_Directions for this task_
Send back exactly the lines from the opening line of the records below through the one with "let mut log".

_Data extracts_
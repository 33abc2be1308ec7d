use std::sync::Arc;

use async_trait::async_trait;
use futures_util::stream::{self, StreamExt};
use tokio::sync::RwLock;

use crate::{
    AggregateId, EventStoreError, Result, StoredEvent, Version,
    store::{EventStore, EventStream, validate_events_for_append},
};

const DEFAULT_PAGE_SIZE: usize = 256;

/// In-memory event store.
///
/// Keeps the log in commit order and serves `load_all` as a paged stream, so
/// consumers see the same lazy behaviour a database-backed store gives them.
#[derive(Clone)]
pub struct InMemoryEventStore {
    events: Arc<RwLock<Vec<StoredEvent>>>,
    page_size: usize,
}

impl InMemoryEventStore {
    /// Creates a new empty in-memory event store.
    pub fn new() -> Self {
        Self::with_page_size(DEFAULT_PAGE_SIZE)
    }

    /// Creates a store whose `load_all` stream reads `page_size` events at a time.
    pub fn with_page_size(page_size: usize) -> Self {
        Self {
            events: Arc::new(RwLock::new(Vec::new())),
            page_size: page_size.max(1),
        }
    }

    /// Returns the total number of events stored.
    pub async fn event_count(&self) -> usize {
        self.events.read().await.len()
    }

    /// Appends records verbatim, bypassing validation. Intended for seeding
    /// fixtures, including deliberately malformed history.
    pub async fn insert_raw(&self, records: impl IntoIterator<Item = StoredEvent>) {
        self.events.write().await.extend(records);
    }
}

impl Default for InMemoryEventStore {
    fn default() -> Self {
        Self::new()
    }
}

fn head_of(log: &[StoredEvent], aggregate_id: &str) -> Option<Version> {
    log.iter()
        .filter(|e| e.aggregate_id.as_deref() == Some(aggregate_id))
        .map(StoredEvent::aggregate_version)
        .max()
}

#[async_trait]
impl EventStore for InMemoryEventStore {
    async fn commit(&self, events: Vec<StoredEvent>) -> Result<Version> {
        validate_events_for_append(&events)?;

        let first = &events[0];
        let aggregate_id = first.aggregate_id.clone().unwrap_or_default();
        let base_version = first.aggregate_version().previous();

        let mut log = self.events.write().await;

        let current_version = head_of(&log, &aggregate_id).unwrap_or(Version::initial());
        if current_version != base_version {
            return Err(EventStoreError::ConcurrencyConflict {
                aggregate_id,
                expected: base_version,
                actual: current_version,
            });
        }

        let last_version = events
            .last()
            .map(StoredEvent::aggregate_version)
            .unwrap_or(current_version);
        tracing::debug!(
            %aggregate_id,
            from = %base_version,
            to = %last_version,
            "committing events"
        );
        log.extend(events);

        Ok(last_version)
    }

    async fn load(&self, aggregate_id: AggregateId) -> Result<Vec<StoredEvent>> {
        let id = aggregate_id.to_string();
        let log = self.events.read().await;
        let mut events: Vec<_> = log
            .iter()
            .filter(|e| e.aggregate_id.as_deref() == Some(id.as_str()))
            .cloned()
            .collect();
        events.sort_by_key(StoredEvent::aggregate_version);
        Ok(events)
    }

    async fn load_all(&self) -> Result<EventStream> {
        let log = Arc::clone(&self.events);
        let page_size = self.page_size;

        let pages = stream::unfold(0usize, move |offset| {
            let log = Arc::clone(&log);
            async move {
                let page: Vec<StoredEvent> = {
                    let log = log.read().await;
                    log.iter().skip(offset).take(page_size).cloned().collect()
                };
                if page.is_empty() {
                    None
                } else {
                    let next = offset + page.len();
                    Some((stream::iter(page.into_iter().map(Ok::<_, EventStoreError>)), next))
                }
            }
        });

        Ok(Box::pin(pages.flatten()))
    }

    async fn head_version(&self, aggregate_id: AggregateId) -> Result<Option<Version>> {
        let log = self.events.read().await;
        Ok(head_of(&log, &aggregate_id.to_string()))
    }
}
//! Discovery of the emulator's per-service `.config` files

use crate::ConfigError;
use chrono::{DateTime, Local};
use std::path::{Path, PathBuf};

pub const SERVER_CONFIG_EXTENSION: &str = "config";

#[derive(Debug, Clone, PartialEq)]
pub enum ConfigFileStatus {
    Valid,
    Invalid(String),
}

#[derive(Debug, Clone)]
pub struct ServerConfigFile {
    pub name: String,
    pub path: PathBuf,
    pub size_bytes: u64,
    pub modified: Option<DateTime<Local>>,
    pub status: ConfigFileStatus,
}

impl ServerConfigFile {
    pub fn is_valid(&self) -> bool {
        self.status == ConfigFileStatus::Valid
    }

    /// The service name the emulator looks this file up by, e.g. `device`
    /// for `device.config`.
    pub fn service_name(&self) -> &str {
        self.name
            .strip_suffix(SERVER_CONFIG_EXTENSION)
            .and_then(|s| s.strip_suffix('.'))
            .unwrap_or(&self.name)
    }
}

/// List the `.config` files directly inside `dir`, sorted by file name.
///
/// Each file is parsed as JSON; a file that fails to parse is still listed
/// with [`ConfigFileStatus::Invalid`].
pub async fn scan_server_configs(dir: &Path) -> Result<Vec<ServerConfigFile>, ConfigError> {
    let metadata = tokio::fs::metadata(dir).await?;
    if !metadata.is_dir() {
        return Err(ConfigError::NotADirectory(dir.display().to_string()));
    }

    let mut files = Vec::new();
    let mut entries = tokio::fs::read_dir(dir).await?;
    while let Some(entry) = entries.next_entry().await? {
        let path = entry.path();
        if path.extension().and_then(|e| e.to_str()) != Some(SERVER_CONFIG_EXTENSION) {
            continue;
        }
        let metadata = entry.metadata().await?;
        if !metadata.is_file() {
            continue;
        }

        let status = match tokio::fs::read_to_string(&path).await {
            Ok(content) => match serde_json::from_str::<serde_json::Value>(&content) {
                Ok(_) => ConfigFileStatus::Valid,
                Err(e) => ConfigFileStatus::Invalid(e.to_string()),
            },
            Err(e) => ConfigFileStatus::Invalid(e.to_string()),
        };

        files.push(ServerConfigFile {
            name: entry.file_name().to_string_lossy().into_owned(),
            path,
            size_bytes: metadata.len(),
            modified: metadata.modified().ok().map(DateTime::<Local>::from),
            status,
        });
    }

    files.sort_by(|a, b| a.name.cmp(&b.name));
    tracing::debug!("Found {} server config files in {}", files.len(), dir.display());
    Ok(files)
}

/// Read one server config file and return it pretty-printed.
pub async fn read_server_config(path: &Path) -> Result<String, ConfigError> {
    let content = tokio::fs::read_to_string(path).await?;
    let value: serde_json::Value = serde_json::from_str(&content)?;
    Ok(serde_json::to_string_pretty(&value)?)
}
//! Error types for the configurator core

use thiserror::Error;

#[derive(Error, Debug)]
pub enum ConfigError {
    #[error("IO error: {0}")]
    Io(#[from] std::io::Error),

    #[error("INI parse error: {0}")]
    Parse(#[from] ini::ParseError),

    #[error("JSON error: {0}")]
    Json(#[from] serde_json::Error),

    #[error("Not a directory: {0}")]
    NotADirectory(String),
}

_Task output_
repository 33abc2be1308ec7d
use std::sync::Arc;

use async_trait::async_trait;
use futures_util::stream::{self, StreamExt};
use tokio::sync::RwLock;

use crate::{
    AggregateId, EventStoreError, Result, StoredEvent, Version,
    store::{EventStore, EventStream, validate_events_for_append},
};

const DEFAULT_PAGE_SIZE: usize = 256;

/// In-memory event store.
///
/// Keeps the log in commit order and serves `load_all` as a paged stream, so
/// consumers see the same lazy behaviour a database-backed store gives them.
#[derive(Clone)]
pub struct InMemoryEventStore {
    events: Arc<RwLock<Vec<StoredEvent>>>,
    page_size: usize,
}

impl InMemoryEventStore {
    /// Creates a new empty in-memory event store.
    pub fn new() -> Self {
        Self::with_page_size(DEFAULT_PAGE_SIZE)
    }

    /// Creates a store whose `load_all` stream reads `page_size` events at a time.
    pub fn with_page_size(page_size: usize) -> Self {
        Self {
            events: Arc::new(RwLock::new(Vec::new())),
            page_size: page_size.max(1),
        }
    }

    /// Returns the total number of events stored.
    pub async fn event_count(&self) -> usize {
        self.events.read().await.len()
    }

    /// Appends records verbatim, bypassing validation. Intended for seeding
    /// fixtures, including deliberately malformed history.
    pub async fn insert_raw(&self, records: impl IntoIterator<Item = StoredEvent>) {
        self.events.write().await.extend(records);
    }
}

impl Default for InMemoryEventStore {
    fn default() -> Self {
        Self::new()
    }
}

fn head_of(log: &[StoredEvent], aggregate_id: &str) -> Option<Version> {
    log.iter()
        .filter(|e| e.aggregate_id.as_deref() == Some(aggregate_id))
        .map(StoredEvent::aggregate_version)
        .max()
}

#[async_trait]
impl EventStore for InMemoryEventStore {
    async fn commit(&self, events: Vec<StoredEvent>) -> Result<Version> {
        validate_events_for_append(&events)?;

        let first = &events[0];
        let aggregate_id = first.aggregate_id.clone().unwrap_or_default();
        let base_version = first.aggregate_version().previous();

        let mut log = self.events.write().await;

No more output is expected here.